### Importing the data

In [None]:
import pickle

def load_set(directory):
    try:
        with open(f"{directory}/texts.pkl", "rb") as fp:
            processed_texts = pickle.load(fp)
        
        with open(f"{directory}/labels.pkl", "rb") as fp:
            labels = pickle.load(fp)
    
    except:
        print(f'{directory} files not found. Please run the preprocess.ipynb before!')
    
    return processed_texts, labels

In [None]:
processed_texts, labels = load_set('train')
val_processed_texts, val_labels = load_set('val')
test_processed_texts, test_labels = load_set('test')

#### Tokenizing the posts

In [None]:
import spacy

nlp = spacy.load('en_core_web_sm', disable=['parser', 'ner'])
nlp.pipe_names

In [None]:
# for doc in nlp.pipe(["some text", "some other text"]):
#     print(doc._.trf_data.last_hidden_layer_state)

In [None]:
doc = nlp('I was reading the paper.')
print([token.lemma_ for token in doc if not token.is_stop and not token.is_punct])

In [None]:
def preprocess_set(set):
    texts = set.copy()['text']
    labels = set.copy()['class']
    texts = [' '.join(text.split()[:500]) for text in texts]
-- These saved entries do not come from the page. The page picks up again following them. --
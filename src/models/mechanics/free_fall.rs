//! Free fall under constant gravity.
//!
//! Given an optional initial downward velocity and any one or two of final
//! velocity, fall time and height, solves the rest of
//! `v = v₀ + gt`, `h = v₀t + ½gt²` and `v² = v₀² + 2gh`.

mod core;

pub use self::core::{Fall, FinalSlowerThanInitial, Known};

use thiserror::Error;
use twine_core::Model;
use uom::ConstZero;
use uom::si::f64::Velocity;

use crate::support::{
    constraint::{NonNegative, StrictlyPositive},
    format::NumberFormat,
    input::{self, Field, InputError},
    recipe::{Reading, Recipe},
    units::{AccelerationUnit, LengthUnit, TimeUnit, VelocityUnit},
};

/// Free fall calculator.
#[derive(Debug, Clone, Copy, Default)]
pub struct FreeFall {
    pub format: NumberFormat,
}

#[derive(Debug, Clone, PartialEq, Eq)]
pub struct FreeFallForm {
    /// Blank means starting from rest.
    pub initial_velocity: Field<VelocityUnit>,
    pub final_velocity: Field<VelocityUnit>,
    pub time: Field<TimeUnit>,
    pub height: Field<LengthUnit>,
    /// Blank means standard gravity.
    pub gravity: Field<AccelerationUnit>,
}

/// Which quantities the calculator derived rather than read.
#[derive(Debug, Clone, Copy, PartialEq, Eq, Default)]
pub struct Solved {
    pub final_velocity: bool,
    pub time: bool,
    pub height: bool,
}

#[derive(Debug, Clone, PartialEq)]
pub struct FreeFallOutput {
    pub fall: Fall,
    pub solved: Solved,
    pub final_velocity: Reading,
    pub time: Reading,
    pub height: Reading,
    pub steps: Recipe,
}

#[derive(Debug, Clone, PartialEq, Error)]
pub enum FreeFallError {
    #[error(transparent)]
    Input(#[from] InputError),

    #[error(transparent)]
    FinalSlowerThanInitial(#[from] FinalSlowerThanInitial),

    /// Final velocity, time and height were all given, or none was.
    #[error("leave at least one of final velocity, time and height blank, and fill in at least one")]
    NothingToSolve,
}

impl Model for FreeFall {
    type Input = FreeFallForm;
    type Output = FreeFallOutput;
    type Error = FreeFallError;

    fn call(&self, input: &Self::Input) -> Result<Self::Output, Self::Error> {
        let fmt = &self.format;

        let v0 = input::or_default::<_, NonNegative>(
            &input.initial_velocity,
            "initial velocity",
            Velocity::ZERO,
        )?;
        let g = super::gravity(&input.gravity)?;
        let v = input
            .final_velocity
            .constrained::<NonNegative>("final velocity")?;
        let t = input.time.constrained::<StrictlyPositive>("time")?;
        let h = input.height.constrained::<NonNegative>("height")?;

        let known = match (v, t, h) {
            (None, Some(t), Some(h)) => Known::TimeAndHeight(t, h),
            (Some(v), None, Some(h)) => Known::VelocityAndHeight(v, h),
            (Some(v), Some(t), None) => Known::VelocityAndTime(v, t),
            (None, Some(t), None) => Known::Time(t),
            (Some(v), None, None) => Known::Velocity(v),
            (None, None, Some(h)) => Known::Height(h),
            (None, None, None) | (Some(_), Some(_), Some(_)) => {
                tracing::debug!("free fall: nothing to solve");
                return Err(FreeFallError::NothingToSolve);
            }
        };
        let solved = Solved {
            final_velocity: v.is_none(),
            time: t.is_none(),
            height: h.is_none(),
        };

        let fall = self::core::solve(v0, g, known)?;

        let final_velocity = Reading::of(fall.final_velocity, input.final_velocity.unit, fmt);
        let time = Reading::of(fall.time, input.time.unit, fmt);
        let height = Reading::of(fall.height, input.height.unit, fmt);

        let v0 = Reading::of(v0.into_inner(), input.initial_velocity.unit, fmt);
        let g = Reading::of(g.into_inner(), input.gravity.unit, fmt);
        let mut steps = Recipe::new();
        steps.push(format!("v₀ = {v0}, g = {g}"));
        match known {
            Known::TimeAndHeight(..) | Known::Height(..) => {
                steps.push("v = √(v₀² + 2gh)");
                steps.push(format!("v = {final_velocity}"));
                if solved.time {
                    steps.push("t = (v - v₀) / g");
                    steps.push(format!("t = {time}"));
                }
            }
            Known::VelocityAndHeight(..) => {
                steps.push("t = (v - v₀) / g");
                steps.push(format!("t = {time}"));
            }
            Known::VelocityAndTime(..) => {
                steps.push("h = v₀t + ½gt²");
                steps.push(format!("h = {height}"));
            }
            Known::Time(..) => {
                steps.push("v = v₀ + gt");
                steps.push(format!("v = {final_velocity}"));
                steps.push("h = v₀t + ½gt²");
                steps.push(format!("h = {height}"));
            }
            Known::Velocity(..) => {
                steps.push("t = (v - v₀) / g");
                steps.push(format!("t = {time}"));
                steps.push("h = (v² - v₀²) / 2g");
                steps.push(format!("h = {height}"));
            }
        }

        tracing::debug!(
            ?solved,
            v_mps = fall.final_velocity.value,
            t_s = fall.time.value,
            h_m = fall.height.value,
            "free fall solved"
        );

        Ok(FreeFallOutput {
            fall,
            solved,
            final_velocity,
            time,
            height,
            steps,
        })
    }
}

impl Default for FreeFallForm {
    fn default() -> Self {
        Self {
            initial_velocity: Field::new("", VelocityUnit::MeterPerSecond),
            final_velocity: Field::new("", VelocityUnit::MeterPerSecond),
            time: Field::new("", TimeUnit::Second),
            height: Field::new("", LengthUnit::Meter),
            gravity: Field::new("", AccelerationUnit::MeterPerSecondSquared),
        }
    }
}

#[cfg(test)]
mod tests {
    use super::*;

    use approx::assert_relative_eq;
    use uom::si::{length::meter, time::second};

    use crate::support::constraint::ConstraintError;

    #[test]
    fn drop_from_height_with_standard_gravity() {
        let form = FreeFallForm {
            height: Field::new("100", LengthUnit::Meter),
            ..FreeFallForm::default()
        };
        let out = FreeFall::default().call(&form).unwrap();

        assert!(out.solved.final_velocity && out.solved.time && !out.solved.height);
        assert_relative_eq!(out.fall.time.get::<second>(), 4.516_007_557, epsilon = 1e-8);
        assert_relative_eq!(out.final_velocity.value, 44.286_905_514, epsilon = 1e-8);
    }

    #[test]
    fn readings_use_field_units() {
        let form = FreeFallForm {
            time: Field::new("3", TimeUnit::Second),
            height: Field::new("", LengthUnit::Foot),
            final_velocity: Field::new("", VelocityUnit::KilometerPerHour),
            gravity: Field::new("9.8", AccelerationUnit::MeterPerSecondSquared),
            ..FreeFallForm::default()
        };
        let out = FreeFall::default().call(&form).unwrap();

        assert_relative_eq!(out.fall.height.get::<meter>(), 44.1, epsilon = 1e-9);
        assert_relative_eq!(out.height.value, 44.1 / 0.3048, max_relative = 1e-12);
        assert_eq!(out.height.unit, "ft");
        assert_relative_eq!(out.final_velocity.value, 29.4 / 0.277_778, max_relative = 1e-12);
    }

    #[test]
    fn nothing_to_solve() {
        let calc = FreeFall::default();
        assert_eq!(
            calc.call(&FreeFallForm::default()),
            Err(FreeFallError::NothingToSolve)
        );

        let all = FreeFallForm {
            final_velocity: Field::new("9.8", VelocityUnit::MeterPerSecond),
            time: Field::new("1", TimeUnit::Second),
            height: Field::new("4.9", LengthUnit::Meter),
            ..FreeFallForm::default()
        };
        assert_eq!(calc.call(&all), Err(FreeFallError::NothingToSolve));
    }

    #[test]
    fn invalid_fields() {
        let calc = FreeFall::default();

        let zero_time = FreeFallForm {
            time: Field::new("0", TimeUnit::Second),
            ..FreeFallForm::default()
        };
        assert_eq!(
            calc.call(&zero_time),
            Err(FreeFallError::Input(InputError::Constraint {
                field: "time",
                source: ConstraintError::Zero,
            }))
        );

        let slower = FreeFallForm {
            initial_velocity: Field::new("20", VelocityUnit::MeterPerSecond),
            final_velocity: Field::new("10", VelocityUnit::MeterPerSecond),
            ..FreeFallForm::default()
        };
        assert!(matches!(
            calc.call(&slower),
            Err(FreeFallError::FinalSlowerThanInitial(_))
        ));
    }
}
    docs = (doc for doc in (nlp.pipe(texts)))
    processed_texts = []
    for doc in docs:
        lemmas = [token.lemma_ for token in doc if not token.is_stop]
        processed_texts.append(' '.join(lemmas))
    
    labels = np.array(labels)

    return processed_texts, labels

In [None]:
len(strat_train_set)

In [None]:
processed_texts, labels = preprocess_set(strat_train_set)

In [None]:
processed_val_texts, val_labels = preprocess_set(strat_val_set)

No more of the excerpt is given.